COVID— I’m tired of it, you’re tired of it. Most everyone is sick of hearing about the pandemic in the news, wearing masks and listening to goofy people argue about whether or not there are actually GPS government tracking devices in the vaccines. (Obviously there are, lol.) The fact is, though, that last year was pretty brutal for every single one of us in some way or another— and that is alright to talk about from time to time.
Whether you’re a freshman coming off a senior year of event cancellations and Zoom classes or you’re an upperclassman coming off a couple years of “going to college” from your hometown bedroom, I think I speak for everyone when I say that I am happy to see things getting back to normal. We are able to be together on campus, socialize with new people, and get back to participating in clubs and activities… however…
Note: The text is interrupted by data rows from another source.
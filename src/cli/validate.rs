//! Validate command: check job specs without running them.

use std::path::{Path, PathBuf};

use clap::Args;
use walkdir::WalkDir;

use crate::error::{FactoryError, Result};
use crate::job::JobSpec;
use crate::output::{display_path, plural, Printer};

/// Validate job specs without running them
#[derive(Args, Debug)]
pub struct ValidateArgs {
    /// Job spec files, or directories searched for *.json
    #[arg(required = true)]
    pub paths: Vec<PathBuf>,
}

/// Result of validating one file.
#[derive(Debug)]
pub struct Checked {
    pub path: PathBuf,
    pub result: Result<JobSpec>,
}

/// Expand directories into the JSON files beneath them, sorted by path.
pub fn collect_specs(paths: &[PathBuf]) -> Vec<PathBuf> {
    let mut files = Vec::new();
    for path in paths {
        if path.is_dir() {
            let mut found: Vec<PathBuf> = WalkDir::new(path)
                .into_iter()
                .filter_map(|e| e.ok())
                .filter(|e| e.file_type().is_file() && is_json(e.path()))
                .map(|e| e.into_path())
                .collect();
            found.sort();
            files.extend(found);
        } else {
            files.push(path.clone());
        }
    }
    files
}

fn is_json(path: &Path) -> bool {
    path.extension().and_then(|e| e.to_str()) == Some("json")
}

/// Validate every file, collecting results rather than stopping at the first failure.
pub fn check_all(paths: &[PathBuf]) -> Vec<Checked> {
    collect_specs(paths)
        .into_iter()
        .map(|path| {
            let result = JobSpec::load(&path);
            Checked { path, result }
        })
        .collect()
}

pub fn run(args: ValidateArgs, printer: &Printer) -> Result<()> {
    let checked = check_all(&args.paths);
    let mut failures = 0;

    for item in &checked {
        let display = display_path(&item.path);
        match &item.result {
            Ok(job) => printer.status(
                "Valid",
                &format!("{} {}", display, printer.dim(&format!("({}: {})", job.job_id, job.task))),
            ),
            Err(e) => {
                failures += 1;
                printer.error("Invalid", &format!("{}: {}", display, e));
            }
        }
    }

    if failures > 0 {
        return Err(FactoryError::Job {
            message: format!(
                "{} of {} failed validation",
                plural(failures, "job spec", "job specs"),
                checked.len()
            ),
            help: None,
        });
    }

    printer.success("Finished", &format!("{} valid", plural(checked.len(), "job spec", "job specs")));
    Ok(())
}

#[cfg(test)]
mod tests {
    use super::*;
    use std::fs;
    use tempfile::tempdir;

    #[test]
    fn test_collect_specs_walks_directories() {
        let dir = tempdir().unwrap();
        fs::create_dir(dir.path().join("nested")).unwrap();
        fs::write(dir.path().join("b.json"), "{}").unwrap();
        fs::write(dir.path().join("nested").join("a.json"), "{}").unwrap();
        fs::write(dir.path().join("notes.txt"), "").unwrap();

        let files = collect_specs(&[dir.path().to_path_buf()]);
        assert_eq!(
            files,
            vec![dir.path().join("b.json"), dir.path().join("nested").join("a.json")]
        );
    }

    #[test]
    fn test_check_all_reports_each_file() {
        let dir = tempdir().unwrap();
        fs::write(
            dir.path().join("good.json"),
            r#"{"job_id": "ok", "task": "sprite_placeholder", "output_basename": "s"}"#,
        )
        .unwrap();
        fs::write(
            dir.path().join("bad.json"),
            r#"{"job_id": "bad id", "task": "sprite_placeholder", "output_basename": "s"}"#,
        )
        .unwrap();

        let checked = check_all(&[dir.path().to_path_buf()]);
        assert_eq!(checked.len(), 2);
        assert!(checked[0].result.is_err());
        assert!(checked[1].result.is_ok());
    }

    #[test]
    fn test_run_fails_on_invalid() {
        let dir = tempdir().unwrap();
        let path = dir.path().join("bad.json");
        fs::write(&path, "not json").unwrap();

        let args = ValidateArgs { paths: vec![path] };
        assert!(run(args, &Printer::with_color(false)).is_err());
    }
}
There is one aspect of our crazy 2020 that still lingers: the good… the easy… the evil… Online class!!?!? (cue screaming with with simultaneous jazz hands)
Despite the fact that all students and teachers are back on campus full-time, many of Drake’s classes continue to use online formats. Some professors are switching back and forth between online and in-person, others schedule periodic online “practice” classes, and others just flat-out still hold the majority of their classes online. Of course, it is great that professors have the ability to switch their class online when last-minute safety concerns arise… but how do Drake students feel when their professors just host a class online for the sole purpose of preference?
I decided to poll Drake students to find out.
Of the twenty-some students (a mix of genders and grades, first-year through junior) that agreed to take my anonymous questionnaire, 68.8% reported that they preferred to take their college classes in-person. Only 6.3% reported that they preferred taking their classes online, and the remaining 25% said they had no preference. Despite some people’s preferences, only one person who filled out the survey felt that they “learned better” in an online setting vs. an in-person setting… everyone else reported that they learned better in-person.
The next part of my questionnaire asked participants to indicate which problems they do or don’t face in their online classes versus in-person classes. 100% of people who answered this portion reported that they feel “It is too easy to get distracted” during an online class, whereas only 18.2% reported feeling this way in in-person class. 86.7% of participants reported feeling that “It is difficult to get involved in class discussion” and “It is difficult to answer the teacher’s questions” in an online class, whereas only 18.2% feel it is difficult to get involved in in-person discussion and 45.5% feel it is difficult to answer teachers’ in-person questions.
In the last part of my questionnaire, I asked people if they had any last “burning remarks” about online vs. in-person classes. One student said, “Online classes lose the sense of a personalized approach to education, and it is much more difficult for me to get engaged and stay engaged in an online class discussion.” Another student said that, although they “wouldn’t be extremely upset if some of [their] classes switched to online, … [they] didn’t learn as much doing online classes last year.”
Though everyone’s opinions and preferences on online classes differ, I think one participant’s remark says it best: “College students attending an in-person university came here to be immersed in their academics, not sit in their room on their phones while the lecture is in-session… If the school has the capability and resources, they should take initiative to provide in-person classes. #speakingfromtheheart”
Many people are here at an in-person university because they’re ready to ditch the distractions and low-motivation of the online classroom and be in an environment where they can truly learn. Hopefully our professors feel ready to give us that same commitment… face to face, not screen to screen.